Your job is to return every line of the listing holding the string "Warning".

DATA FOR ANALYSIS:
# # # # #

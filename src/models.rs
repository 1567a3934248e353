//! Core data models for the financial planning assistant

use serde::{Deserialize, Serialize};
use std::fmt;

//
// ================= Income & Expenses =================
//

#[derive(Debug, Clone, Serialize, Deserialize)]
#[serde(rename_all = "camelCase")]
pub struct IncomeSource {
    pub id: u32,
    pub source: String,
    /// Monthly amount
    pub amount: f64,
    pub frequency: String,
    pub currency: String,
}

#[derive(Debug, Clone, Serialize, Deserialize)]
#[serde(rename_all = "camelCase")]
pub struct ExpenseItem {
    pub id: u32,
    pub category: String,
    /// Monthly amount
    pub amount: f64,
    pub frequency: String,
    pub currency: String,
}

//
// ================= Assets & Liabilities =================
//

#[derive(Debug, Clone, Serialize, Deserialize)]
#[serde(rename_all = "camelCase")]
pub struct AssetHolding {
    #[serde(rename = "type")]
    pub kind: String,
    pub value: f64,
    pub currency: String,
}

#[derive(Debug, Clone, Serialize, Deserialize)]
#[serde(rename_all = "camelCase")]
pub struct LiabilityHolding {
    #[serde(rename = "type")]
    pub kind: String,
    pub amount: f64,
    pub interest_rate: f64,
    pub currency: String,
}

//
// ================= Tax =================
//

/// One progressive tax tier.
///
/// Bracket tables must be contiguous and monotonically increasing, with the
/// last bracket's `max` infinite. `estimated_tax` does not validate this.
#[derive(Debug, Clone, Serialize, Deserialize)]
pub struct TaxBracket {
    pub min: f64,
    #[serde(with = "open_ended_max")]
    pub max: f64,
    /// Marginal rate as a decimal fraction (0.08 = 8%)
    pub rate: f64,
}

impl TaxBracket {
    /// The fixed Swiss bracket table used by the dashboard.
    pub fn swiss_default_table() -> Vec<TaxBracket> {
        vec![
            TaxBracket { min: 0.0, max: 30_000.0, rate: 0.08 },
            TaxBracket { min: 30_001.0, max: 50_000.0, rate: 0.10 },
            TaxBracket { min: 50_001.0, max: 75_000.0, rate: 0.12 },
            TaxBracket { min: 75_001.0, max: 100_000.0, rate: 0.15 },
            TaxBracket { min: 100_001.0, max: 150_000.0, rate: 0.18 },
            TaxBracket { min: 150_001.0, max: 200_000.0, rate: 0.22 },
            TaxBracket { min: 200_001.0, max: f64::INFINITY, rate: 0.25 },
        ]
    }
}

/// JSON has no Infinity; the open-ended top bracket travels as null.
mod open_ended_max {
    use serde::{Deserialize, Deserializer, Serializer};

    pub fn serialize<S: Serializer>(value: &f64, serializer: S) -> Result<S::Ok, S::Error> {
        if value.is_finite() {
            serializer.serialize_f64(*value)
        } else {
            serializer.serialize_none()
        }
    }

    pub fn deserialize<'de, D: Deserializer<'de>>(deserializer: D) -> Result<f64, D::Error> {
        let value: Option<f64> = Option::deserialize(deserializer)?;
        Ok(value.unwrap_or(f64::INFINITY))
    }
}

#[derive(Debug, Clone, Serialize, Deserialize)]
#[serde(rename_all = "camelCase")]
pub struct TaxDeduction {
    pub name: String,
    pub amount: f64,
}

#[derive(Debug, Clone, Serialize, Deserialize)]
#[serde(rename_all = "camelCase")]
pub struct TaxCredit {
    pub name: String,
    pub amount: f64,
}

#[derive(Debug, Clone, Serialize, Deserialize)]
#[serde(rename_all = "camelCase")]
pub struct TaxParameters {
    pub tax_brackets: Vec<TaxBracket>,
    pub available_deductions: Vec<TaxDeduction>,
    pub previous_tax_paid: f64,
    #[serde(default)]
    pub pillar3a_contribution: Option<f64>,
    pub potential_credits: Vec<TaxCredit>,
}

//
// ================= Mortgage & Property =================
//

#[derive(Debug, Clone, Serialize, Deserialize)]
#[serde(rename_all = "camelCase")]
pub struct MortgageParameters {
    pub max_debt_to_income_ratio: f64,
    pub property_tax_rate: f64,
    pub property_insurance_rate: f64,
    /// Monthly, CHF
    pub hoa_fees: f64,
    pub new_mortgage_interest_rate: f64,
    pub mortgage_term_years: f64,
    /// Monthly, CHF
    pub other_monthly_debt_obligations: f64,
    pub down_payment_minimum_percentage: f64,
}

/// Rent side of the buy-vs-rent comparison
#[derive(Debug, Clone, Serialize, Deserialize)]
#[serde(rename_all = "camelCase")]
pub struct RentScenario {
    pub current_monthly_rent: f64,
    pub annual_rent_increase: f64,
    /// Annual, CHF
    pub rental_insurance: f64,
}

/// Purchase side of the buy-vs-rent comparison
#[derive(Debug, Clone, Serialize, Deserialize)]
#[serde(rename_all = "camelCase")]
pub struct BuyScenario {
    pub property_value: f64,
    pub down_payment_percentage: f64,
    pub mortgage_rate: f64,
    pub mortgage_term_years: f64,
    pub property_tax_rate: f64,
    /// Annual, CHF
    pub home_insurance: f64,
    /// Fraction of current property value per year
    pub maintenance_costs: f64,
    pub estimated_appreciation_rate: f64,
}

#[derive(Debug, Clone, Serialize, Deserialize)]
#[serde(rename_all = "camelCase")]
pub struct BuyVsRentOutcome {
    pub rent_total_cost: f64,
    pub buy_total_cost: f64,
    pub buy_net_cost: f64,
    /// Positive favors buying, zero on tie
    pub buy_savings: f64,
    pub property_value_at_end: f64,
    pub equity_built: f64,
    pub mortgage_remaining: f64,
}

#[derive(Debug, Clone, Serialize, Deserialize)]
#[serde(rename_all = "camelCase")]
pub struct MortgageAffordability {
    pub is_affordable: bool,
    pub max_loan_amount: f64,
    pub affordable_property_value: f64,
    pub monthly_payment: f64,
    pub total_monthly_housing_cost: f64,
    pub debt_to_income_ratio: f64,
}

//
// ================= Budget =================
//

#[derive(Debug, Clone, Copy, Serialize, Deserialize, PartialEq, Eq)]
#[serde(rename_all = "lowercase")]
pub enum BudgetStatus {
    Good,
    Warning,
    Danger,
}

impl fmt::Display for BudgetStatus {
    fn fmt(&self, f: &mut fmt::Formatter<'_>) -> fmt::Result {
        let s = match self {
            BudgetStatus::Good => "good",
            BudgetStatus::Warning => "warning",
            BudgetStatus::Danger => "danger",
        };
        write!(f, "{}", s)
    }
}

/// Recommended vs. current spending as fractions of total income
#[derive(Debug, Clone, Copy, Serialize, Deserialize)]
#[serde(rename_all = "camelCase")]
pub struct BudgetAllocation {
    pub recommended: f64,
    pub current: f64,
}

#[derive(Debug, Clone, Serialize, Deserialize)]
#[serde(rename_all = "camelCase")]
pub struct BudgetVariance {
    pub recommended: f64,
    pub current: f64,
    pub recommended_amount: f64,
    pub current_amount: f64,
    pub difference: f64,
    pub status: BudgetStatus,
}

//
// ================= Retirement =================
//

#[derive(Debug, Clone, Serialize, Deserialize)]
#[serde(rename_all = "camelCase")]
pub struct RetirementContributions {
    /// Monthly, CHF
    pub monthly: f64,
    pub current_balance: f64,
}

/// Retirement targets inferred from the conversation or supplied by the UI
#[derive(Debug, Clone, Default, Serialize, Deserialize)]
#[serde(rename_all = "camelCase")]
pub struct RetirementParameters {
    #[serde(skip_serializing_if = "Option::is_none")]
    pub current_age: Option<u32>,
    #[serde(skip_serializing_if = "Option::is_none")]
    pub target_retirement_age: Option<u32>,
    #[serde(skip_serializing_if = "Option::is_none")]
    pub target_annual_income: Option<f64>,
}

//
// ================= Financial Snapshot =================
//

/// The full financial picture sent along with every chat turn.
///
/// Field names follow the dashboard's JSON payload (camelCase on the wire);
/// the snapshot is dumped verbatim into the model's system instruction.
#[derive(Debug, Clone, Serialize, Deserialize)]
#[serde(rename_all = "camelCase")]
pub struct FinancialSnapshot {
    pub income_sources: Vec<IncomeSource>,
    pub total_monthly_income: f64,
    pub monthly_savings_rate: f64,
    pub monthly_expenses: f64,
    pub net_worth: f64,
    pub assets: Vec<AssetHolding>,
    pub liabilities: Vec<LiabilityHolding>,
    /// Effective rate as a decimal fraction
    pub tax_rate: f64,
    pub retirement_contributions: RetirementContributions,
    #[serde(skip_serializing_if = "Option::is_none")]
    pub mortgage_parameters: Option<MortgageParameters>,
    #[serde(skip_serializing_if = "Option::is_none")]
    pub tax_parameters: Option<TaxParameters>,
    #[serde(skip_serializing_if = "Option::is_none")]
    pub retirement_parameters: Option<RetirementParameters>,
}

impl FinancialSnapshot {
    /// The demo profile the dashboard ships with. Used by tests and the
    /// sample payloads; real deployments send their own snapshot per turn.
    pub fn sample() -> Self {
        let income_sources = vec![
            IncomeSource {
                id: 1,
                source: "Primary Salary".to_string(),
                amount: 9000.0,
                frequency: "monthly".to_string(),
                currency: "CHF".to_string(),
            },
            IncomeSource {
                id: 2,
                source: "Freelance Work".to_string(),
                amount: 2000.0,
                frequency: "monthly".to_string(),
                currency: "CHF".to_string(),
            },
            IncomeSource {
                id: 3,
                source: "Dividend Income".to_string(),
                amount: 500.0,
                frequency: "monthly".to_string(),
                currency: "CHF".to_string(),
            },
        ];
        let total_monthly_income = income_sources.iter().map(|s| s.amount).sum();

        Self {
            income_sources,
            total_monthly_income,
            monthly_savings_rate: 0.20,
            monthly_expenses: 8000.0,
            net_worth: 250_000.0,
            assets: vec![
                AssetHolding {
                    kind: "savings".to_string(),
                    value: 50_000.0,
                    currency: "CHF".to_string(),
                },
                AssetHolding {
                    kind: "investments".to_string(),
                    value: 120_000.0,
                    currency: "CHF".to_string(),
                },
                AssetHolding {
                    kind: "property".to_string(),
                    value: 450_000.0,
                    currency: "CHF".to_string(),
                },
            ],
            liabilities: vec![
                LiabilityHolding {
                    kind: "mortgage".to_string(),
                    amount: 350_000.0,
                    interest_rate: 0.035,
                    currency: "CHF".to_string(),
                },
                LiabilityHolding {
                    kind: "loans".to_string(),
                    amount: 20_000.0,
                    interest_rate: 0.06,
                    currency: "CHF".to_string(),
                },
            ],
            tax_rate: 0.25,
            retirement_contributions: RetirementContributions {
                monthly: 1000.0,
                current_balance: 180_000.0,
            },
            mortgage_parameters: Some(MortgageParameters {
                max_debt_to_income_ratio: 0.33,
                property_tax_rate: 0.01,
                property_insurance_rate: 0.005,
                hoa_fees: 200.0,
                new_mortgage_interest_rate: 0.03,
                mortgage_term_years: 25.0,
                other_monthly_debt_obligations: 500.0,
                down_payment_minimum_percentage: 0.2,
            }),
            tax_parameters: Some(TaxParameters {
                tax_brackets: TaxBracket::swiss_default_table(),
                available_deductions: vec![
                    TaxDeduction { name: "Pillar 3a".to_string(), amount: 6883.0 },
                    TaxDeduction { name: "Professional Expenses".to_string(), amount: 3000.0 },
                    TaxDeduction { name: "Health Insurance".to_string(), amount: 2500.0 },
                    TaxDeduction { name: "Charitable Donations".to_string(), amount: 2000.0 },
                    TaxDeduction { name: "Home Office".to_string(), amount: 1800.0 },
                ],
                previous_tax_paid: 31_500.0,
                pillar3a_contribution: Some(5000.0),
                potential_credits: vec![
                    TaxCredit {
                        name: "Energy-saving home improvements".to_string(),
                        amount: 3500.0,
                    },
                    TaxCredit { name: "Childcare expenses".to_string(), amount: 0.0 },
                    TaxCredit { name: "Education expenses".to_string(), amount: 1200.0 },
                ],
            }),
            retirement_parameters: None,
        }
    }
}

# # # # #

RESPONSE FOR THIS EXERCISE:
    Warning,
            BudgetStatus::Warning => "warning",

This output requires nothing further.